About

Baroque opera & orchestral director, imaginative continuo-player, Early Harp virtuoso, specialist in baroque gesture & Historical Action, investigator of Flow, Andrew Lawrence-King is one of the world’s leading performers of Early Music and the most recorded harpist of all time. His first two operatic compositions, Kalevala: The Opera and Arianna a la recerche, received their premieres in 2017.

 

Andrew has directed at La Scala, Milan & Sydney Opera House and won Russia’s highest theatrical award, Golden Mask (2012). With Jordi Savall he won a Grammy (2011) & Australia’s Helpmann Award (2013).

From 2010-2015, he was Senior Visiting Research Fellow for the Australian Centre for the History of Emotions. Academic topics here.

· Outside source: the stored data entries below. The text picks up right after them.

#[cfg(test)]
mod tests {
    use super::*;
    use crate::broker::{declare_topology, InMemoryBroker};
    use crate::core::errors::CapabilityError;
    use crate::core::types::{StageStatus, TranslationPayload};
    use crate::services::cache::EvictionPolicy;
    use crate::services::translation::Translator;
    use std::sync::atomic::{AtomicUsize, Ordering};
    use std::time::Duration;

    /// Uppercases its input, or fails on demand
    struct FakeTranslator {
        calls: AtomicUsize,
        fail: bool,
        drop_last: bool,
    }

    impl FakeTranslator {
        fn new() -> Self {
            Self {
                calls: AtomicUsize::new(0),
                fail: false,
                drop_last: false,
            }
        }
    }

    #[async_trait]
    impl Translator for FakeTranslator {
        async fn translate(&self, texts: &[String]) -> Result<Vec<String>, CapabilityError> {
            self.calls.fetch_add(1, Ordering::SeqCst);
            if self.fail {
                return Err(CapabilityError::Model("out of memory".to_string()));
            }
            let mut out: Vec<String> = texts.iter().map(|t| t.to_uppercase()).collect();
            if self.drop_last {
                out.pop();
            }
            Ok(out)
        }
    }

    async fn shell(
        translator: Arc<FakeTranslator>,
        report_failures: bool,
    ) -> (Arc<InMemoryBroker>, WorkerShell<TranslationHandler>) {
        let broker = Arc::new(InMemoryBroker::new());
        let topology = StageTopology::for_stage(Stage::Translation, Duration::from_secs(300));
        declare_topology(broker.as_ref(), &topology).await.unwrap();

        let shell = WorkerShell::new(
            TranslationHandler::new(translator),
            broker.clone(),
            topology,
            ResultCache::new(100, EvictionPolicy::InsertionOrder).unwrap(),
            WorkerConfig { report_failures },
            Metrics::new(),
        );
        (broker, shell)
    }

    fn task(id: &str, texts: &[&str]) -> Vec<u8> {
        serde_json::to_vec(&Task {
            task_id: TaskId::from(id),
            payload: TranslationPayload {
                texts: texts.iter().map(|t| t.to_string()).collect(),
            },
        })
        .unwrap()
    }

    async fn process_next(
        broker: &InMemoryBroker,
        shell: &mut WorkerShell<TranslationHandler>,
    ) -> Disposition {
        let delivery = broker.consume("translation_tasks").await.unwrap();
        shell.handle_delivery(&delivery).await.unwrap()
    }

    #[test]
    fn test_disposition_is_pure() {
        assert_eq!(disposition::<()>(&Ok(())), Disposition::Publish);
        assert_eq!(
            disposition::<()>(&Err(WorkerError::Decode("bad".to_string()))),
            Disposition::DeadLetter
        );
    }

    #[tokio::test]
    async fn test_success_publishes_then_acks() {
        let translator = Arc::new(FakeTranslator::new());
        let (broker, mut shell) = shell(translator, false).await;

        broker.publish("translation_tasks", task("t-1", &["hello"])).await.unwrap();
        assert_eq!(process_next(&broker, &mut shell).await, Disposition::Publish);

        assert_eq!(broker.unacked("translation_tasks").unwrap(), 0);
        let result = broker.consume("translation_results").await.unwrap();
        let parsed: StageResult<Vec<String>> = serde_json::from_slice(&result.body).unwrap();
        assert_eq!(parsed.task_id.as_str(), "t-1");
        assert_eq!(parsed.status, StageStatus::Ok);
        assert_eq!(parsed.result.unwrap(), vec!["HELLO".to_string()]);
    }

    #[tokio::test]
    async fn test_cache_hit_skips_capability() {
        let translator = Arc::new(FakeTranslator::new());
        let (broker, mut shell) = shell(translator.clone(), false).await;

        broker.publish("translation_tasks", task("t-1", &["same"])).await.unwrap();
        broker.publish("translation_tasks", task("t-2", &["same"])).await.unwrap();
        process_next(&broker, &mut shell).await;
        process_next(&broker, &mut shell).await;

        assert_eq!(translator.calls.load(Ordering::SeqCst), 1);
        assert_eq!(shell.cache().len(), 1);
        assert_eq!(broker.depth("translation_results").await.unwrap(), 2);

        let snapshot = shell.metrics.snapshot();
        let counters = snapshot.stage(Stage::Translation).unwrap();
        assert_eq!((counters.cache_hits, counters.cache_misses), (1, 1));
    }

    #[tokio::test]
    async fn test_capability_failure_dead_letters() {
        let translator = Arc::new(FakeTranslator {
            fail: true,
            ..FakeTranslator::new()
        });
        let (broker, mut shell) = shell(translator, false).await;

        broker.publish("translation_tasks", task("t-1", &["hello"])).await.unwrap();
        assert_eq!(process_next(&broker, &mut shell).await, Disposition::DeadLetter);

        assert_eq!(broker.depth("translation_results").await.unwrap(), 0);
        assert_eq!(broker.depth("translation_tasks.dead_letter").await.unwrap(), 1);
        assert_eq!(shell.cache().len(), 0);
    }

    #[tokio::test]
    async fn test_count_mismatch_is_a_contract_violation() {
        let translator = Arc::new(FakeTranslator {
            drop_last: true,
            ..FakeTranslator::new()
        });
        let (broker, mut shell) = shell(translator, false).await;

        broker
            .publish("translation_tasks", task("t-1", &["one", "two"]))
            .await
            .unwrap();
        assert_eq!(process_next(&broker, &mut shell).await, Disposition::DeadLetter);
        assert_eq!(broker.depth("translation_tasks.dead_letter").await.unwrap(), 1);
    }

    #[tokio::test]
    async fn test_malformed_task_dead_letters() {
        let translator = Arc::new(FakeTranslator::new());
        let (broker, mut shell) = shell(translator.clone(), true).await;

        broker
            .publish("translation_tasks", b"{not json".to_vec())
            .await
            .unwrap();
        assert_eq!(process_next(&broker, &mut shell).await, Disposition::DeadLetter);

        // No task id, so nothing can be reported
        assert_eq!(broker.depth("translation_results").await.unwrap(), 0);
        assert_eq!(translator.calls.load(Ordering::SeqCst), 0);
    }

    #[tokio::test]
    async fn test_report_failures_publishes_failed_result() {
        let translator = Arc::new(FakeTranslator {
            fail: true,
            ..FakeTranslator::new()
        });
        let (broker, mut shell) = shell(translator, true).await;

        broker.publish("translation_tasks", task("t-9", &["hello"])).await.unwrap();
        process_next(&broker, &mut shell).await;

        let result = broker.consume("translation_results").await.unwrap();
        let parsed: StageResult<Vec<String>> = serde_json::from_slice(&result.body).unwrap();
        assert_eq!(parsed.task_id.as_str(), "t-9");
        assert_eq!(parsed.status, StageStatus::Failed);
        assert!(parsed.result.is_none());
        assert!(parsed.error.unwrap().contains("out of memory"));
        assert_eq!(broker.depth("translation_tasks.dead_letter").await.unwrap(), 1);
    }

    #[tokio::test]
    async fn test_run_until_stops_on_shutdown() {
        let translator = Arc::new(FakeTranslator::new());
        let (broker, shell) = shell(translator, false).await;
        let (stop_tx, stop_rx) = tokio::sync::oneshot::channel::<()>();

        let handle = tokio::spawn(shell.run_until(async {
            let _ = stop_rx.await;
        }));

        broker.publish("translation_tasks", task("t-1", &["hi"])).await.unwrap();
        let result = broker.consume("translation_results").await.unwrap();
        assert!(!result.body.is_empty());

        stop_tx.send(()).unwrap();
        handle.await.unwrap().unwrap();
    }

    #[tokio::test(start_paused = true)]
    async fn test_failed_publish_backs_off_before_retrying() {
        // Result queue never declared: every publish fails and the task is requeued
        let broker = Arc::new(InMemoryBroker::new());
        let topology = StageTopology::for_stage(Stage::Translation, Duration::from_secs(300));
        broker.declare(topology.dead_letter_queue_spec()).await.unwrap();
        broker.declare(topology.task_queue_spec()).await.unwrap();

        let metrics = Metrics::new();
        let shell = WorkerShell::new(
            TranslationHandler::new(Arc::new(FakeTranslator::new())),
            broker.clone(),
            topology,
            ResultCache::new(100, EvictionPolicy::InsertionOrder).unwrap(),
            WorkerConfig::default(),
            metrics.clone(),
        );
        broker.publish("translation_tasks", task("t-1", &["hi"])).await.unwrap();

        let (stop_tx, stop_rx) = tokio::sync::oneshot::channel::<()>();
        let handle = tokio::spawn(shell.run_until(async {
            let _ = stop_rx.await;
        }));

        // Attempts at 0s, 0.5s, 1.5s and 3.5s; the next one is due at 7.5s
        tokio::time::sleep(Duration::from_secs(4)).await;
        let snapshot = metrics.snapshot();
        let counters = snapshot.stage(Stage::Translation).unwrap();
        assert_eq!(counters.cache_misses, 1);
        assert_eq!(counters.cache_hits, 3);

        stop_tx.send(()).unwrap();
        handle.await.unwrap().unwrap();
        assert_eq!(broker.depth("translation_tasks").await.unwrap(), 1);
        assert_eq!(broker.depth("translation_tasks.dead_letter").await.unwrap(), 0);
    }
}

He is now Director of Opera Omnia, Academy for Early Opera & Dance at Moscow State Theatre ‘Natalya Sats’. More about Opera Omnia here. He also teaches at the Guildhall School of Music & Drama, London, and the Royal Danish Academy of Music, Copenhagen.

Andrew Lawrence-King directs The Harp Consort, combining state-of-the art early music performance with stylish improvisation & entertaining stage presentation; Il Corago, the production team for historical staging of early opera; and the International Baroque Opera Studio at Opera Omnia Moscow.

Andrew’s hobbies include marathon running, sailing, kayaking, fencing (modern epée & historical rapier) and Tai Chi. He is a qualified hypnotist.

18 thoughts on “About

  1. Dear Andrew,
    I love your special way of playing old music.
    I have all your CDs.
    Your music is grounding and inspiration at the same time.
    Now I feel like doing it myself.
    Is it possible to buy a medieval harp?
    Which harp do you recommend for a beginner? I am from Germany.
    I look forward to your answer.
    Best regards
    Corina

  2. Dear Mr. King,
    recently I’ve discovered the CD ‘Luz Y Norte’. I really like the music and the performance and I enjoy listening to it.
    I would love to sing the song “So ell encina” with my amateur choir. I did find a score for it on the internet, but this one differs from the beautiful version on your CD.
    Can you tell me where I can find or buy it? Or is it possible to use your version?

    with kind regards, Kirsten van Os (the Netherlands)

    • Dear Kirsten, Thank you for your kind words. I’m glad you are enjoying “Luz y Norte”.

      The song “So ell encina” has a renaissance text, but the melody is by 20th-century rock-legend John Paul Jones, and the arrangement for solo voice & continuo is mine.

      I don’t think JPJ has published his version, and my copyright deal allows me to perform it myself with The Harp Consort or as a guest director, but I am otherwise not allowed to supply scores to other people.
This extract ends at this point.